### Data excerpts
········
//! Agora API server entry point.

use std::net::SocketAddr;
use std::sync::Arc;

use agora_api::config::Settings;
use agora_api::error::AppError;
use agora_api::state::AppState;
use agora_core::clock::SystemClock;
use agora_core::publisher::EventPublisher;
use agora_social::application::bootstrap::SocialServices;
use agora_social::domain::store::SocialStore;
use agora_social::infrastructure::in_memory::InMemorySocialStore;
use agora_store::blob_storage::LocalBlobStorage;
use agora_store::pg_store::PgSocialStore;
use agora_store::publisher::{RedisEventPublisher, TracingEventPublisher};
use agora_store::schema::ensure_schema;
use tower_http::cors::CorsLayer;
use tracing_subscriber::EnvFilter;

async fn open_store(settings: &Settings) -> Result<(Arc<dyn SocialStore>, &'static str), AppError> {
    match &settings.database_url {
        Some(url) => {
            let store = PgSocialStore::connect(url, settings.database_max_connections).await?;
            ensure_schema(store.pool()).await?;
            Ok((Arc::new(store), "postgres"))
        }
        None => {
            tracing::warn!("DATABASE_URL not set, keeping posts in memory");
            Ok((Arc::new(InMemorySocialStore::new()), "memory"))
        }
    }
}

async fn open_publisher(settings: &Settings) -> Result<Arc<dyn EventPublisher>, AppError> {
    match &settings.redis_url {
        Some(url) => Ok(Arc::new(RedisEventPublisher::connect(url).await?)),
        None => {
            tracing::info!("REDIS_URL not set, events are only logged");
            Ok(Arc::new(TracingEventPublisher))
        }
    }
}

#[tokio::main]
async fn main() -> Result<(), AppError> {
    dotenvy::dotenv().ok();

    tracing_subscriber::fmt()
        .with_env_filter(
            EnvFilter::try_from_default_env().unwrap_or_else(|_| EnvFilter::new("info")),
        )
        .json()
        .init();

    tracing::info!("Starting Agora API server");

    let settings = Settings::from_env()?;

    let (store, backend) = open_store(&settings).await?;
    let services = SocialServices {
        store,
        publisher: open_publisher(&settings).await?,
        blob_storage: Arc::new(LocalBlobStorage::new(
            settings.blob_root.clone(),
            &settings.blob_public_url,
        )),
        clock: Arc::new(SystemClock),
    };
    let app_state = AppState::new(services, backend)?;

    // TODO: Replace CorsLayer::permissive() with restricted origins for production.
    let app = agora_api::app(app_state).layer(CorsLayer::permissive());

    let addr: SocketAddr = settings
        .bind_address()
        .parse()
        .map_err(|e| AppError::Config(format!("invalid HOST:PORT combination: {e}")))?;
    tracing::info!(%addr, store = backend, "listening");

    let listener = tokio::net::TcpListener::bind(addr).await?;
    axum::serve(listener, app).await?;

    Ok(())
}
········
### ABOUT THIS TASK
Indicate how many lines in the records above contain the word "CorsLayer", giving only the number.

### FINISHED EXERCISE
3